[Omoo: Adventures in the South Seas by Herman Melville]@TWC D-Link bookOmoo: Adventures in the South Seas CHAPTER VIII 1/5
CHAPTER VIII. THE TATTOOERS OF LA DOMINICA FOR a while leaving Little Jule to sail away by herself, I will here put down some curious information obtained from Hardy. The renegado had lived so long on the island that its customs were quite familiar; and I much lamented that, from the shortness of our stay, he could not tell us more than he did. From the little intelligence gathered, however, I learned to my surprise that, in some things, the people of Hivarhoo, though of the same group of islands, differed considerably from my tropical friends in the valley of Typee. As his tattooing attracted so much remark, Hardy had a good deal to say concerning the manner in which that art was practised upon the island. Throughout the entire cluster the tattooers of Hivarhoo enjoyed no small reputation.
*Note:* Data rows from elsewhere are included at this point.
use crate::types::Position;

/// A named settlement slot on the campaign map. New Khanates pick one of
/// these when they are founded.
#[derive(Clone, Copy, Debug, Eq, PartialEq)]
pub struct Region {
    pub id: u8,
    pub name: &'static str,
    pub x: u8,
    pub y: u8,
    pub description: &'static str,
}

impl Region {
    pub fn position(&self) -> Position {
        Position::new(self.x, self.y)
    }
}

pub const REGIONS: [Region; 10] = [
    Region {
        id: 1,
        name: "Aktobe",
        x: 25,
        y: 30,
        description: "Western stronghold with rich resources",
    },
    Region {
        id: 2,
        name: "Kostanay",
        x: 45,
        y: 25,
        description: "Northern plains perfect for cavalry",
    },
    Region {
        id: 3,
        name: "Pavlodar",
        x: 65,
        y: 35,
        description: "Eastern gateway with strategic importance",
    },
    Region {
        id: 4,
        name: "Kyzylorda",
        x: 35,
        y: 45,
        description: "Central region with ancient history",
    },
    Region {
        id: 5,
        name: "Almaty",
        x: 55,
        y: 55,
        description: "Southern capital with mountain defenses",
    },
    Region {
        id: 6,
        name: "East Kazakhstan",
        x: 75,
        y: 45,
        description: "Eastern mountains rich in resources",
    },
    Region {
        id: 7,
        name: "Mangystau",
        x: 15,
        y: 55,
        description: "Southwestern desert fortress",
    },
    Region {
        id: 8,
        name: "North Kazakhstan",
        x: 85,
        y: 25,
        description: "Northern frontier with natural barriers",
    },
    Region {
        id: 9,
        name: "Shymkent",
        x: 45,
        y: 65,
        description: "Southern trade hub",
    },
    Region {
        id: 10,
        name: "Turkistan",
        x: 25,
        y: 75,
        description: "Ancient spiritual capital",
    },
];

/// Region whose slot matches the given position exactly, if any.
pub fn region_at(position: Position) -> Option<&'static Region> {
    REGIONS
        .iter()
        .find(|r| r.x == position.x && r.y == position.y)
}

/// Display-only march duration estimate: 100ms per map unit with a two
/// second floor. The ledger's `travelTime` is the only value resolution
/// gating may use; this one feeds animations and previews.
pub fn estimated_march_ms(from: Position, to: Position) -> u64 {
    let distance = from.distance_to(to);
    (distance * 100.0) as u64 + 2_000
}

#[cfg(test)]
mod tests {
    #![allow(non_snake_case)]
    use super::*;

    #[test]
    fn estimated_march_ms__has_a_two_second_floor() {
        let p = Position::new(40, 40);
        assert_eq!(estimated_march_ms(p, p), 2_000);
    }

    #[test]
    fn estimated_march_ms__scales_with_distance() {
        // given
        let from = Position::new(0, 0);
        let to = Position::new(30, 40);

        // when: distance is exactly 50 units
        let ms = estimated_march_ms(from, to);

        // then
        assert_eq!(ms, 7_000);
    }

    #[test]
    fn region_at__finds_the_exact_slot() {
        let almaty = region_at(Position::new(55, 55)).unwrap();
        assert_eq!(almaty.name, "Almaty");
        assert_eq!(region_at(Position::new(1, 1)), None);
    }
}
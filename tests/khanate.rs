#![allow(non_snake_case)]

use khanate_client::{
    batyrs::BatyrRoster,
    facade::{
        KhanateContract,
        KhanateStatus,
        khanate_status,
    },
    map::REGIONS,
    test_helpers::TestContext,
    types::{
        Achievement,
        BatyrAward,
    },
};

#[tokio::test]
async fn khanate_status__fresh_account_routes_to_creation() {
    // given
    let ctx = TestContext::new_without_khanates();

    // when
    let status = khanate_status(&ctx.contract()).await.unwrap();

    // then: "not initialized" is a creation prompt, not an error
    assert_eq!(status, KhanateStatus::NotCreated);
}

#[tokio::test]
async fn khanate_status__existing_account_reports_its_stats() {
    // given
    let ctx = TestContext::new();

    // when
    let status = khanate_status(&ctx.contract()).await.unwrap();

    // then
    match status {
        KhanateStatus::Ready(stats) => {
            assert_eq!(stats.name, "Golden Horde");
            assert!(stats.has_troops());
        }
        KhanateStatus::NotCreated => panic!("expected an existing Khanate"),
    }
}

#[tokio::test]
async fn create_khanate__registers_and_emits_a_founding_event() {
    // given
    let ctx = TestContext::new_without_khanates();
    let contract = ctx.contract();

    // when
    contract
        .create_khanate("Nomad Horde", REGIONS[2].position())
        .await
        .unwrap();

    // then
    let status = khanate_status(&contract).await.unwrap();
    assert!(matches!(status, KhanateStatus::Ready(stats) if stats.name == "Nomad Horde"));
    let (foundings, _tip) = contract.khanates_created_since(0).await.unwrap();
    assert!(foundings
        .iter()
        .any(|f| f.owner == ctx.alice() && f.name == "Nomad Horde"));
}

#[tokio::test]
async fn create_khanate__rejects_a_duplicate() {
    // given
    let ctx = TestContext::new();

    // when
    let result = ctx
        .contract()
        .create_khanate("Second Horde", REGIONS[1].position())
        .await;

    // then
    let err = result.unwrap_err();
    assert!(err.is_khanate_exists());
}

#[tokio::test]
async fn khanates_created_since__cursor_skips_already_seen_events() {
    // given
    let ctx = TestContext::new();
    let contract = ctx.contract();

    // when
    let (all, tip) = contract.khanates_created_since(0).await.unwrap();
    let (none, _tip) = contract.khanates_created_since(tip + 1).await.unwrap();

    // then
    assert_eq!(all.len(), 2);
    assert!(none.is_empty());
}

#[tokio::test]
async fn purchase_troops__adds_to_the_khanate() {
    // given
    let ctx = TestContext::new();
    let contract = ctx.contract();

    // when
    contract.purchase_troops(3, 2).await.unwrap();

    // then
    let stats = contract.khanate_stats(ctx.alice()).await.unwrap();
    assert_eq!(stats.archers, 13);
    assert_eq!(stats.cavalry, 7);
}

#[tokio::test]
async fn purchase_troops__requires_a_khanate() {
    // given
    let ctx = TestContext::new_without_khanates();

    // when
    let result = ctx.contract().purchase_troops(1, 0).await;

    // then
    assert!(result.unwrap_err().is_not_initialized());
}

#[tokio::test]
async fn lucky_box__returns_the_awarded_batyr() {
    // given
    let ctx = TestContext::new();
    ctx.contract().queue_lucky_box(Some(BatyrAward {
        batyr_id: 2,
        name: "Bogenbay Batyr".to_string(),
    }));
    let mut roster = BatyrRoster::new(ctx.contract());

    // when
    let award = roster.open_lucky_box().await.unwrap();

    // then
    assert_eq!(award.unwrap().batyr_id, 2);
    let owned = roster.owned_batyrs().await.unwrap();
    assert!(owned.iter().any(|(id, _)| *id == 2));
}

#[tokio::test]
async fn lucky_box__can_come_up_empty() {
    // given
    let ctx = TestContext::new();
    let mut roster = BatyrRoster::new(ctx.contract());

    // when: nothing queued means the contract granted nothing
    let award = roster.open_lucky_box().await.unwrap();

    // then
    assert!(award.is_none());
    assert!(roster.owned_batyrs().await.unwrap().is_empty());
}

#[tokio::test]
async fn achievements__collecting_every_batyr_unlocks_the_collector_badge() {
    // given
    let ctx = TestContext::new();
    for batyr_id in 1..=4 {
        ctx.contract().grant_batyr(ctx.alice(), batyr_id);
    }
    ctx.contract().queue_lucky_box(Some(BatyrAward {
        batyr_id: 5,
        name: "Raiymbek Batyr".to_string(),
    }));
    let mut roster = BatyrRoster::new(ctx.contract());
    roster.refresh_achievements().await.unwrap();

    // when
    roster.open_lucky_box().await.unwrap();
    let newly = roster.refresh_achievements().await.unwrap();

    // then
    assert!(newly.contains(&Achievement::Collector));
    assert!(roster.achievements().collector);
}

#[tokio::test]
async fn total_power__applies_batyr_bonuses_over_the_base_army() {
    // given: 10 archers and 5 cavalry, plus a hero at +20%/+10%
    let ctx = TestContext::new();
    ctx.contract().grant_batyr(ctx.alice(), 1);
    let roster = BatyrRoster::new(ctx.contract());

    // when
    let bonuses = roster.batyr_bonuses(ctx.alice()).await.unwrap();
    let power = roster.total_power(ctx.alice()).await.unwrap();

    // then: 200 base scaled by (1 + 30/200)
    assert_eq!(bonuses.archer_pct, 20);
    assert_eq!(bonuses.cavalry_pct, 10);
    assert_eq!(power, 230);
}

#[tokio::test]
async fn achievements__refresh_tolerates_a_missing_khanate() {
    // given
    let ctx = TestContext::new_without_khanates();
    let mut roster = BatyrRoster::new(ctx.contract());

    // when
    let newly = roster.refresh_achievements().await.unwrap();

    // then
    assert!(newly.is_empty());
    assert!(!roster.achievements().first_blood);
}
fn draw_side(f: &mut Frame, area: Rect, snap: &AppSnapshot) {
    let mut lines: Vec<Line> = Vec::new();

    lines.push(Line::styled("Opponents", Style::default().add_modifier(Modifier::BOLD)));
    let foes: Vec<_> = snap.opponents.iter().filter(|o| !o.is_self).collect();
    if foes.is_empty() {
        lines.push(Line::from("  None discovered yet"));
    } else {
        for (i, foe) in foes.iter().enumerate() {
            let cursor = if i == snap.selected_opponent { ">" } else { " " };
            let region = foe.region_name.unwrap_or("the wilds");
            let eta = foe
                .estimated_march_ms
                .map(|ms| format!(" ~{}s march", ms.div_ceil(1000)))
                .unwrap_or_default();
            lines.push(Line::from(format!(
                "{} {} ({}){}",
                cursor, foe.stats.name, region, eta
            )));
        }
    }

    lines.push(Line::from(""));
    lines.push(Line::styled("Troop Movements", Style::default().add_modifier(Modifier::BOLD)));
    if snap.movements.is_empty() {
        lines.push(Line::from("  None"));
    } else {
        for m in &snap.movements {
            lines.push(Line::from(format!(
                "  {} battle {} | {}s left (s to speed up)",
                m.movement_id, m.battle_id, m.remaining_secs
            )));
        }
    }
    if !snap.active_battles.is_empty() {
        lines.push(Line::from(format!(
            "  {} battle(s) pending on chain",
            snap.active_battles.len()
        )));
    }

    lines.push(Line::from(""));
    lines.push(Line::styled("Achievements", Style::default().add_modifier(Modifier::BOLD)));
    let earned = snap
        .achievements
        .iter()
        .map(|(a, unlocked)| {
            if *unlocked {
                format!("🏆 {}", a.title())
            } else {
                format!("🔒 {}", a.title())
            }
        })
        .join("  ");
    lines.push(Line::from(format!("  {earned}")));

    lines.push(Line::from(""));
    lines.push(Line::styled("Batyrs", Style::default().add_modifier(Modifier::BOLD)));
    if snap.batyrs.is_empty() {
        lines.push(Line::from("  None; try a lucky box (l)"));
    } else {
        for (id, batyr) in &snap.batyrs {
            lines.push(Line::from(format!(
                "  #{id} {} | {} (🏹+{}% 🐎+{}%)",
                batyr.name,
                batyr.ability,
                batyr.archer_bonus.saturating_sub(100),
                batyr.cavalry_bonus.saturating_sub(100),
            )));
        }
    }

    let side = Paragraph::new(lines)
        .block(Block::default().borders(Borders::ALL).title("Horde"));
    f.render_widget(side, area);
}

fn draw_bottom(f: &mut Frame, area: Rect, snap: &AppSnapshot) {
    let chunks = Layout::default()
        .direction(Direction::Vertical)
        .constraints([Constraint::Length(4), Constraint::Length(4)])
        .split(area);

    let mut lines: Vec<Line> = Vec::new();
    if snap.errors.is_empty() {
        lines.push(Line::from("No errors"));
    } else {
        for e in &snap.errors {
            lines.push(Line::from(e.clone()));
        }
    }
    let color = if snap.errors.is_empty() { Color::Green } else { Color::Red };
    let errors = Paragraph::new(lines)
        .style(Style::default().fg(color))
        .block(Block::default().borders(Borders::ALL).title("Errors"));
    f.render_widget(errors, chunks[0]);

    let help = Paragraph::new(format!(
        "←/→ select foe | b battle | s speed up | t troops | l lucky box | c create | q/Esc quit\n{}",
        snap.quote
    ))
    .block(Block::default().borders(Borders::ALL).title("Help"));
    f.render_widget(help, chunks[1]);
}

fn draw_modals(f: &mut Frame, state: &UiState) {
    match &state.mode {
        Mode::CreateModal(cs) => {
            let area = centered_rect(60, 60, f.area());
            let block = Block::default().borders(Borders::ALL).title("Found a Khanate");
            let mut lines = vec![
                Line::from(format!("Name: {}_", cs.name)),
                Line::from("Tab suggests a name; type to edit"),
                Line::from(""),
                Line::from("Choose a region (↑/↓):"),
            ];
            for (i, region) in REGIONS.iter().enumerate() {
                let cursor = if i == cs.region_idx { ">" } else { " " };
                lines.push(Line::from(format!(
                    "{} {}: {}",
                    cursor, region.name, region.description
                )));
            }
            lines.push(Line::from("Enter=found Esc=cancel"));
            f.render_widget(Clear, area);
            f.render_widget(block.clone(), area);
            f.render_widget(Paragraph::new(lines), block.inner(area));
        }
        Mode::TroopsModal(ts) => {
            let area = centered_rect(50, 40, f.area());
            let block = Block::default().borders(Borders::ALL).title("Recruit Troops");
            let archer_cursor = if ts.field == TroopField::Archers { ">" } else { " " };
            let cavalry_cursor = if ts.field == TroopField::Cavalry { ">" } else { " " };
            let total_eth = (ts.archers as f64) * 0.01 + (ts.cavalry as f64) * 0.02;
            let p = Paragraph::new(format!(
                "{archer_cursor} Archers: {} (0.01 ETH each)\n{cavalry_cursor} Cavalry: {} (0.02 ETH each)\nTotal: {:.3} ETH\nTab switch | digits edit | Enter=buy Esc=cancel",
                ts.archers, ts.cavalry, total_eth
            ));
            f.render_widget(Clear, area);
            f.render_widget(block.clone(), area);
            f.render_widget(p, block.inner(area));
        }
        Mode::QuitModal => {
            let area = centered_rect(40, 20, f.area());
            let block = Block::default().borders(Borders::ALL).title("Confirm Quit");
            let p = Paragraph::new("Abandon the steppe? (Y/N)");
            f.render_widget(Clear, area);
            f.render_widget(block.clone(), area);
            f.render_widget(p, block.inner(area));
        }
        Mode::Normal => {}
    }
}
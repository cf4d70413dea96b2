use rand::Rng;

#[derive(Clone, Copy, Debug)]
pub struct Quote {
    pub text: &'static str,
    pub author: &'static str,
}

#[derive(Clone, Copy, Debug, Eq, PartialEq)]
pub enum QuoteContext {
    Strategic,
    Kazakh,
}

pub const STRATEGIC_QUOTES: [Quote; 5] = [
    Quote {
        text: "The supreme art of war is to subdue the enemy without fighting.",
        author: "Sun Tzu",
    },
    Quote {
        text: "In battle, numbers alone confer no advantage. Do not advance relying on sheer military power.",
        author: "Sun Tzu",
    },
    Quote {
        text: "The strong warrior is not aggressive, the effective fighter is not angry.",
        author: "Lao Tzu",
    },
    Quote {
        text: "Unity is strength... when there is teamwork and collaboration, wonderful things can be achieved.",
        author: "Mattie Stepanek",
    },
    Quote {
        text: "The art of war is simple enough. Find out where your enemy is. Get at him as soon as you can.",
        author: "Ulysses S. Grant",
    },
];

pub const KAZAKH_QUOTES: [Quote; 3] = [
    Quote {
        text: "A warrior's honor is his most precious possession.",
        author: "Kazakh Proverb",
    },
    Quote {
        text: "The steppe knows no boundaries, but the warrior knows his homeland.",
        author: "Kazakh Proverb",
    },
    Quote {
        text: "Victory comes not to the swift, but to the wise.",
        author: "Kazakh Proverb",
    },
];

pub fn random_quote(context: QuoteContext) -> Quote {
    let list: &[Quote] = match context {
        QuoteContext::Strategic => &STRATEGIC_QUOTES,
        QuoteContext::Kazakh => &KAZAKH_QUOTES,
    };
    list[rand::rng().random_range(0..list.len())]
}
They had carried their art to the highest perfection, and the profession was esteemed most honourable.
No wonder, then, that like genteel tailors, they rated their services very high; so much so that none but those belonging to the higher classes could afford to employ them.
So true was this, that the elegance of one's tattooing was in most cases a sure indication of birth and riches. Professors in large practice lived in spacious houses, divided by screens of tappa into numerous little apartments, where subjects were waited upon in private.
The arrangement chiefly grew out of a singular ordinance of the Taboo, which enjoined the strictest privacy upon all men, high and low, while under the hands of a tattooer.